In this study the outcomes are achieving target blood pressure, LDL cholesterol, body mass index (BMI) and smoking status at 12 months. The data for these five outcomes were not collected at the 6-month follow-up appointments. Thresholds defining risk factor control were blood pressure lower than 140/90 mmHg, LDL cholesterol concentration lower than 1.8 mmol/L and BMI lower than 25 kg/m2; these are based on the standard definition of hypertension, optimal LDL cholesterol levels for patients with past cardiovascular events and the definition of overweight as follows:

Hypertension: grade 1—140–159 mmHg systolic or 90–99 mmHg diastolic, grade 2— 160–179 mmHg systolic or 100–109 mmHg diastolic, grade 3—180 mmHg systolic or 110 mmHg diastolic and above32.

LDL cholesterol: For patients with past ACS, the recommended LDL-C goal is ≤1.8 mmol/L (≤70 mg/dL) while commenced on anti-lipid/statin therapy33,34.

BMI: Based on current WHO definition of overweight (BMI ≥ 25)35.

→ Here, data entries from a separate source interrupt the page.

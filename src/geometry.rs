//! # Geometry Primitives
//!
//! Sizes, points, rectangles and the two measurement types the size
//! negotiation protocol is built on: `Proposal` (what a parent offers a
//! child) and `BlockSize` (the min/max range the child reports back).
//!
//! All lengths are in points (1/72 inch). Comparisons that decide layout
//! outcomes (does this fit, did this settle) are quantized to millipoints
//! so accumulated floating-point noise never causes a spurious page break.

use serde::{Deserialize, Serialize};

/// Quantize a length to whole millipoints.
pub fn quantize(v: f64) -> i64 {
    if v.is_infinite() {
        return if v > 0.0 { i64::MAX } else { i64::MIN };
    }
    (v * 1000.0).round() as i64
}

/// Inclusive fit test: does `extent` fit within `available`?
///
/// A child whose height exactly equals the remaining page space is placed
/// on the current page, not pushed to the next.
pub fn fits(extent: f64, available: f64) -> bool {
    quantize(extent) <= quantize(available)
}

/// Millipoint-tolerant equality.
pub fn approx(a: f64, b: f64) -> bool {
    quantize(a) == quantize(b)
}

/// A width and height pair.
#[derive(Debug, Clone, Copy, PartialEq, Serialize, Deserialize)]
pub struct Size {
    pub width: f64,
    pub height: f64,
}

impl Size {
    pub const ZERO: Size = Size {
        width: 0.0,
        height: 0.0,
    };

    pub fn new(width: f64, height: f64) -> Self {
        Size { width, height }
    }

    /// The extent along `axis`.
    pub fn along(&self, axis: crate::style::Axis) -> f64 {
        match axis {
            crate::style::Axis::Horizontal => self.width,
            crate::style::Axis::Vertical => self.height,
        }
    }
}

/// A point in page coordinates. The origin is the top-left corner of the
/// page; y grows downward.
#[derive(Debug, Clone, Copy, PartialEq, Serialize, Deserialize)]
pub struct Point {
    pub x: f64,
    pub y: f64,
}

impl Point {
    pub fn new(x: f64, y: f64) -> Self {
        Point { x, y }
    }
}

/// An axis-aligned rectangle (top-left origin).
#[derive(Debug, Clone, Copy, PartialEq, Serialize, Deserialize)]
pub struct Rect {
    pub x: f64,
    pub y: f64,
    pub width: f64,
    pub height: f64,
}

impl Rect {
    pub fn new(x: f64, y: f64, width: f64, height: f64) -> Self {
        Rect {
            x,
            y,
            width,
            height,
        }
    }

    pub fn size(&self) -> Size {
        Size::new(self.width, self.height)
    }

    pub fn right(&self) -> f64 {
        self.x + self.width
    }

    pub fn bottom(&self) -> f64 {
        self.y + self.height
    }

    pub fn center(&self) -> Point {
        Point::new(self.x + self.width / 2.0, self.y + self.height / 2.0)
    }

    /// Shrink the rectangle by `edges` on each side. Degenerate insets
    /// produce a zero-sized rectangle rather than a negative one.
    pub fn inset(&self, edges: &Edges) -> Rect {
        Rect {
            x: self.x + edges.left,
            y: self.y + edges.top,
            width: (self.width - edges.horizontal()).max(0.0),
            height: (self.height - edges.vertical()).max(0.0),
        }
    }
}

/// Edge values (top, right, bottom, left) used for margins and padding.
#[derive(Debug, Clone, Copy, Default, PartialEq, Serialize, Deserialize)]
pub struct Edges {
    pub top: f64,
    pub right: f64,
    pub bottom: f64,
    pub left: f64,
}

impl Edges {
    pub fn uniform(v: f64) -> Self {
        Self {
            top: v,
            right: v,
            bottom: v,
            left: v,
        }
    }

    pub fn symmetric(vertical: f64, horizontal: f64) -> Self {
        Self {
            top: vertical,
            right: horizontal,
            bottom: vertical,
            left: horizontal,
        }
    }

    pub fn horizontal(&self) -> f64 {
        self.left + self.right
    }

    pub fn vertical(&self) -> f64 {
        self.top + self.bottom
    }
}

/// The size a parent offers a child during measurement.
///
/// `f64::INFINITY` on an axis means "as much as you need" (the child
/// reports its natural extent). The [`Proposal::MAX_EXTENT`] sentinel means
/// "all available space" and is what page-wrapping containers answer with
/// while their real extent is still unknown.
#[derive(Debug, Clone, Copy, PartialEq)]
pub struct Proposal {
    pub width: f64,
    pub height: f64,
}

impl Proposal {
    /// Sentinel for "fill all available space".
    pub const MAX_EXTENT: f64 = f64::MAX;

    pub fn new(width: f64, height: f64) -> Self {
        Proposal { width, height }
    }

    /// Both axes unconstrained: measure natural size.
    pub fn unbounded() -> Self {
        Proposal {
            width: f64::INFINITY,
            height: f64::INFINITY,
        }
    }

    pub fn from_size(size: Size) -> Self {
        Proposal {
            width: size.width,
            height: size.height,
        }
    }

    pub fn along(&self, axis: crate::style::Axis) -> f64 {
        match axis {
            crate::style::Axis::Horizontal => self.width,
            crate::style::Axis::Vertical => self.height,
        }
    }

    /// Replace an unconstrained extent with `fallback`.
    pub fn bounded(extent: f64, fallback: f64) -> f64 {
        if extent.is_finite() && extent < Self::MAX_EXTENT {
            extent
        } else {
            fallback
        }
    }
}

/// The achievable size range a block reports for a given proposal.
///
/// `min` is the smallest size the block can render at without clipping;
/// `max` is its natural or preferred size under the proposal. A block is
/// flexible on an axis when the two differ there.
#[derive(Debug, Clone, Copy, PartialEq)]
pub struct BlockSize {
    pub min: Size,
    pub max: Size,
}

impl BlockSize {
    pub const ZERO: BlockSize = BlockSize {
        min: Size::ZERO,
        max: Size::ZERO,
    };

    /// A rigid block: min and max coincide.
    pub fn fixed(size: Size) -> Self {
        BlockSize {
            min: size,
            max: size,
        }
    }

    pub fn new(min: Size, max: Size) -> Self {
        BlockSize { min, max }
    }

    pub fn is_width_flexible(&self) -> bool {
        !approx(self.min.width, self.max.width)
    }

    pub fn is_height_flexible(&self) -> bool {
        !approx(self.min.height, self.max.height)
    }
}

GPAQ (Global Physical Activity Questionnaire) score ≥ 600 MET-minutes per week was used to identify participants who were exercising regularly. A GPAQ score of 600 is equal to 75 min of vigorous activity, 150 min of moderate activity or an equivalent combination of both reaching 600 MET-minutes per week36.

Statistical method

Data analysis has been performed on R version 4.3.1. Family history and each outcome of interest was compared initially with unadjusted Welch Two Sample t tests and Pearson’s Chi-squared tests. Statistically relevant baseline factors within the TEXTMEDS study dataset were identified for each outcome of interest using univariate logistic regression (Supplementary Tables 26). The statistical method of LASSO (Least Absolute Shrinkage and Selection Operator) was then utilised to further identify and narrow down relevant covariates37. To summarise briefly, this statistical method selects only for covariates that can better predict each of the outcomes being investigated in our study. The covariates that remain within the model after the LASSO method were then included and adjusted for within the final model for each outcome. The final model for each outcome was adjusted by age, sex, intervention in the primary study, baseline value for each outcome and the covariates that were identified using LASSO. In addition, analyses were conducted using the continuous outcome variables in a regression model for all outcomes except smoking status.

This project was approved by the Western Sydney Local Health District Human Research Ethics Committee (approval HREC2012/12/4.1 [3648] AU RED HREC/13/WMEAD/15); the primary study has been listed on the Australian New Zealand Clinical Trials Registry (ACTRN12613000793718).